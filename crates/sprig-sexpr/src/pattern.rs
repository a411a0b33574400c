//! Binding-pattern parsing.
//!
//! Pattern syntax inside binding positions:
//! - `name`, `name:Type` → identifier
//! - `_` → skipped slot
//! - `& rest`, `&rest`, `...rest` → rest element (last only)
//! - `(vector a b)` or `(a b)` → array pattern
//! - `(hash-map key target ...)` → object pattern; keys are string literals,
//!   `key:` keywords or symbols
//! - `target = expr` inside a sequence attaches a default

use crate::{Position, SExp, SExpKind, SExprError};

/// A parsed binding pattern.
#[derive(Debug, Clone, PartialEq)]
pub struct Pattern {
    pub kind: PatternKind,
    /// Unlowered default expression.
    pub default: Option<SExp>,
    pub position: Option<Position>,
}

#[derive(Debug, Clone, PartialEq)]
pub enum PatternKind {
    Identifier {
        name: String,
        /// Raw annotation text after the `:`.
        type_annotation: Option<String>,
    },
    Array(Vec<Pattern>),
    Object {
        properties: Vec<PropertyPattern>,
        rest: Option<Box<Pattern>>,
    },
    Rest(Box<Pattern>),
    Skip,
}

/// `key target` inside an object pattern.
#[derive(Debug, Clone, PartialEq)]
pub struct PropertyPattern {
    pub key: String,
    pub value: Pattern,
}

/// A function parameter list.
#[derive(Debug, Clone, PartialEq)]
pub struct ParamList {
    /// Parameters in order; a trailing `PatternKind::Rest` is the rest parameter.
    pub params: Vec<Pattern>,
    /// True for `{key: default ...}` parameter maps.
    pub structured: bool,
}

impl Pattern {
    fn new(kind: PatternKind, position: Option<Position>) -> Self {
        Self {
            kind,
            default: None,
            position,
        }
    }

    pub fn identifier(name: impl Into<String>) -> Self {
        Pattern::new(
            PatternKind::Identifier {
                name: name.into(),
                type_annotation: None,
            },
            None,
        )
    }

    /// The bound name of an identifier pattern.
    pub fn name(&self) -> Option<&str> {
        match &self.kind {
            PatternKind::Identifier { name, .. } => Some(name),
            _ => None,
        }
    }

    pub fn is_rest(&self) -> bool {
        matches!(self.kind, PatternKind::Rest(_))
    }
}

/// Parse a single binding target.
pub fn parse_pattern(node: &SExp) -> Result<Pattern, SExprError> {
    match &node.kind {
        SExpKind::Symbol(name) => symbol_pattern(name, node),
        SExpKind::List(items) => match node.head_symbol() {
            Some("vector") => array_pattern(&items[1..], node),
            Some("empty-array") => Ok(Pattern::new(PatternKind::Array(Vec::new()), node.position.clone())),
            Some("hash-map") => object_pattern(&items[1..], node),
            Some("empty-map") => Ok(Pattern::new(
                PatternKind::Object {
                    properties: Vec::new(),
                    rest: None,
                },
                node.position.clone(),
            )),
            _ => array_pattern(items, node),
        },
        SExpKind::Literal(_) => Err(invalid_pattern(
            format!("literal {} cannot be a binding target", node),
            node,
        )),
    }
}

/// Parse a function parameter list.
pub fn parse_params(node: &SExp) -> Result<ParamList, SExprError> {
    let items = node.as_list().ok_or_else(|| SExprError::InvalidParams {
        message: format!("expected a parameter list, got {}", node),
        position: node.position.clone(),
    })?;

    match node.head_symbol() {
        Some("hash-map") => structured_params(&items[1..], node),
        Some("empty-map") => Ok(ParamList {
            params: Vec::new(),
            structured: true,
        }),
        Some("empty-array") => Ok(ParamList {
            params: Vec::new(),
            structured: false,
        }),
        Some("vector") => Ok(ParamList {
            params: sequence(&items[1..], node)?,
            structured: false,
        }),
        _ => Ok(ParamList {
            params: sequence(items, node)?,
            structured: false,
        }),
    }
}

fn symbol_pattern(name: &str, node: &SExp) -> Result<Pattern, SExprError> {
    let position = node.position.clone();
    if name == "_" {
        return Ok(Pattern::new(PatternKind::Skip, position));
    }
    if let Some(target) = rest_target(name) {
        let inner = identifier(target, node)?;
        return Ok(Pattern::new(PatternKind::Rest(Box::new(inner)), position));
    }
    identifier(name, node)
}

fn rest_target(name: &str) -> Option<&str> {
    name.strip_prefix("...")
        .or_else(|| name.strip_prefix('&'))
        .filter(|rest| !rest.is_empty())
}

fn identifier(text: &str, node: &SExp) -> Result<Pattern, SExprError> {
    let (name, type_annotation) = match text.split_once(':') {
        Some((name, ty)) if !name.is_empty() && !ty.is_empty() => (name, Some(ty.to_string())),
        Some(_) => {
            return Err(invalid_pattern(
                format!("'{}' is a keyword, not a binding name", text),
                node,
            ))
        }
        None => (text, None),
    };

    if name.contains('.') || name == "&" || name == "..." || name == "=" {
        return Err(invalid_pattern(format!("'{}' is not a valid binding name", name), node));
    }

    Ok(Pattern::new(
        PatternKind::Identifier {
            name: name.to_string(),
            type_annotation,
        },
        node.position.clone(),
    ))
}

fn array_pattern(items: &[SExp], node: &SExp) -> Result<Pattern, SExprError> {
    Ok(Pattern::new(
        PatternKind::Array(sequence(items, node)?),
        node.position.clone(),
    ))
}

/// Parse a flat sequence of targets with `& rest` and `= default` markers.
fn sequence(items: &[SExp], parent: &SExp) -> Result<Vec<Pattern>, SExprError> {
    let mut patterns = Vec::new();
    let mut i = 0;

    while i < items.len() {
        let item = &items[i];
        let mut pattern = if item.is_symbol("&") || item.is_symbol("...") {
            let target = items.get(i + 1).ok_or_else(|| {
                invalid_pattern("rest marker must be followed by a binding".to_string(), item)
            })?;
            i += 2;
            let inner = parse_pattern(target)?;
            Pattern::new(PatternKind::Rest(Box::new(inner)), item.position.clone())
        } else {
            i += 1;
            parse_pattern(item)?
        };

        if items.get(i).map_or(false, |n| n.is_symbol("=")) {
            let default = items.get(i + 1).ok_or_else(|| {
                invalid_pattern("'=' must be followed by a default value".to_string(), &items[i])
            })?;
            if pattern.is_rest() {
                return Err(invalid_pattern(
                    "rest element cannot have a default".to_string(),
                    item,
                ));
            }
            pattern.default = Some(default.clone());
            i += 2;
        }

        patterns.push(pattern);
    }

    if let Some(idx) = patterns.iter().position(Pattern::is_rest) {
        if idx + 1 != patterns.len() {
            let at = patterns[idx].position.clone().or_else(|| parent.position.clone());
            return Err(SExprError::InvalidPattern {
                message: "rest element must be last".into(),
                position: at,
            });
        }
    }

    Ok(patterns)
}

fn object_pattern(items: &[SExp], node: &SExp) -> Result<Pattern, SExprError> {
    let mut properties = Vec::new();
    let mut rest = None;
    let mut i = 0;

    while i < items.len() {
        let item = &items[i];

        let rest_name = if item.is_symbol("&") || item.is_symbol("...") {
            let target = items.get(i + 1).ok_or_else(|| {
                invalid_pattern("rest marker must be followed by a binding".to_string(), item)
            })?;
            i += 2;
            Some(target)
        } else if item.as_symbol().and_then(rest_target).is_some() {
            i += 1;
            Some(item)
        } else {
            None
        };

        if let Some(target) = rest_name {
            if i < items.len() {
                return Err(invalid_pattern("rest element must be last".to_string(), item));
            }
            let inner = match target.as_symbol().and_then(rest_target) {
                Some(name) => identifier(name, target)?,
                None => match target.as_symbol() {
                    Some(name) => identifier(name, target)?,
                    None => {
                        return Err(invalid_pattern(
                            "object rest must bind a name".to_string(),
                            target,
                        ))
                    }
                },
            };
            rest = Some(Box::new(inner));
            break;
        }

        let key = property_key(item)?;
        let target = items.get(i + 1).ok_or_else(|| {
            invalid_pattern(format!("missing binding for key '{}'", key), item)
        })?;
        let mut value = parse_pattern(target)?;
        i += 2;

        if items.get(i).map_or(false, |n| n.is_symbol("=")) {
            let default = items.get(i + 1).ok_or_else(|| {
                invalid_pattern("'=' must be followed by a default value".to_string(), &items[i])
            })?;
            value.default = Some(default.clone());
            i += 2;
        }

        properties.push(PropertyPattern { key, value });
    }

    Ok(Pattern::new(
        PatternKind::Object { properties, rest },
        node.position.clone(),
    ))
}

fn structured_params(items: &[SExp], node: &SExp) -> Result<ParamList, SExprError> {
    if items.len() % 2 != 0 {
        return Err(SExprError::InvalidParams {
            message: "parameter map needs a default value for every key".into(),
            position: node.position.clone(),
        });
    }

    let mut params = Vec::new();
    for pair in items.chunks(2) {
        let key = property_key(&pair[0]).map_err(|_| SExprError::InvalidParams {
            message: format!("invalid parameter name {}", pair[0]),
            position: pair[0].position.clone(),
        })?;
        let mut param = identifier(&key, &pair[0])?;
        param.default = Some(pair[1].clone());
        params.push(param);
    }

    Ok(ParamList {
        params,
        structured: true,
    })
}

fn property_key(node: &SExp) -> Result<String, SExprError> {
    match &node.kind {
        SExpKind::Literal(rhizome_sprig_ir::Literal::String(s)) => Ok(s.clone()),
        SExpKind::Symbol(name) => {
            let key = name.strip_suffix(':').unwrap_or(name);
            if key.is_empty() {
                Err(invalid_pattern("empty property key".to_string(), node))
            } else {
                Ok(key.to_string())
            }
        }
        _ => Err(invalid_pattern(format!("invalid property key {}", node), node)),
    }
}

fn invalid_pattern(message: String, node: &SExp) -> SExprError {
    SExprError::InvalidPattern {
        message,
        position: node.position.clone(),
    }
}

#[cfg(test)]
mod tests {
    use super::*;
    use crate::from_json;
    use serde_json::json;

    fn pattern(value: serde_json::Value) -> Pattern {
        parse_pattern(&from_json(&value).unwrap()).unwrap()
    }

    #[test]
    fn test_identifier_with_type() {
        let p = pattern(json!("count:number"));
        match p.kind {
            PatternKind::Identifier {
                name,
                type_annotation,
            } => {
                assert_eq!(name, "count");
                assert_eq!(type_annotation.as_deref(), Some("number"));
            }
            _ => panic!("expected Identifier"),
        }
    }

    #[test]
    fn test_array_with_rest_forms() {
        for rest in [json!(["vector", "a", "b", "&rest"]), json!(["vector", "a", "b", "&", "rest"])] {
            let p = pattern(rest);
            match p.kind {
                PatternKind::Array(elements) => {
                    assert_eq!(elements.len(), 3);
                    assert_eq!(elements[0].name(), Some("a"));
                    match &elements[2].kind {
                        PatternKind::Rest(inner) => assert_eq!(inner.name(), Some("rest")),
                        _ => panic!("expected Rest"),
                    }
                }
                _ => panic!("expected Array"),
            }
        }
    }

    #[test]
    fn test_defaults_and_skip() {
        let p = pattern(json!(["vector", "_", "b", "=", 10]));
        match p.kind {
            PatternKind::Array(elements) => {
                assert!(matches!(elements[0].kind, PatternKind::Skip));
                assert_eq!(elements[1].default.as_ref().and_then(SExp::as_number), Some(10.0));
            }
            _ => panic!("expected Array"),
        }
    }

    #[test]
    fn test_rest_must_be_last() {
        let node = from_json(&json!(["vector", "&rest", "b"])).unwrap();
        let err = parse_pattern(&node).unwrap_err();
        assert!(err.to_string().contains("rest element must be last"));
    }

    #[test]
    fn test_object_pattern() {
        let p = pattern(json!(["hash-map", "name:", "name", {"str": "age"}, "years", "=", 0, "&", "others"]));
        match p.kind {
            PatternKind::Object { properties, rest } => {
                assert_eq!(properties.len(), 2);
                assert_eq!(properties[0].key, "name");
                assert_eq!(properties[1].key, "age");
                assert_eq!(properties[1].value.name(), Some("years"));
                assert!(properties[1].value.default.is_some());
                assert_eq!(rest.unwrap().name(), Some("others"));
            }
            _ => panic!("expected Object"),
        }
    }

    #[test]
    fn test_structured_params() {
        let node = from_json(&json!(["hash-map", "name:", {"str": "anon"}, "age:", 0])).unwrap();
        let params = parse_params(&node).unwrap();
        assert!(params.structured);
        assert_eq!(params.params.len(), 2);
        assert_eq!(params.params[0].name(), Some("name"));
        assert!(params.params[1].default.is_some());
    }

    #[test]
    fn test_literal_is_rejected() {
        let node = from_json(&json!(5)).unwrap();
        assert!(matches!(
            parse_pattern(&node),
            Err(SExprError::InvalidPattern { .. })
        ));
    }
}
+++
◆ What the task requires
Repeat the material exactly. Begin with its first line and end with the line that has "Unlowered default expression.".

◆ Reply
filename crates/sprig-sexpr/src/pattern.rs
repository a411a0b33574400c
//! Binding-pattern parsing.
//!
//! Pattern syntax inside binding positions:
//! - `name`, `name:Type` → identifier
//! - `_` → skipped slot
//! - `& rest`, `&rest`, `...rest` → rest element (last only)
//! - `(vector a b)` or `(a b)` → array pattern
//! - `(hash-map key target ...)` → object pattern; keys are string literals,
//!   `key:` keywords or symbols
//! - `target = expr` inside a sequence attaches a default

use crate::{Position, SExp, SExpKind, SExprError};

/// A parsed binding pattern.
#[derive(Debug, Clone, PartialEq)]
pub struct Pattern {
    pub kind: PatternKind,
    /// Unlowered default expression.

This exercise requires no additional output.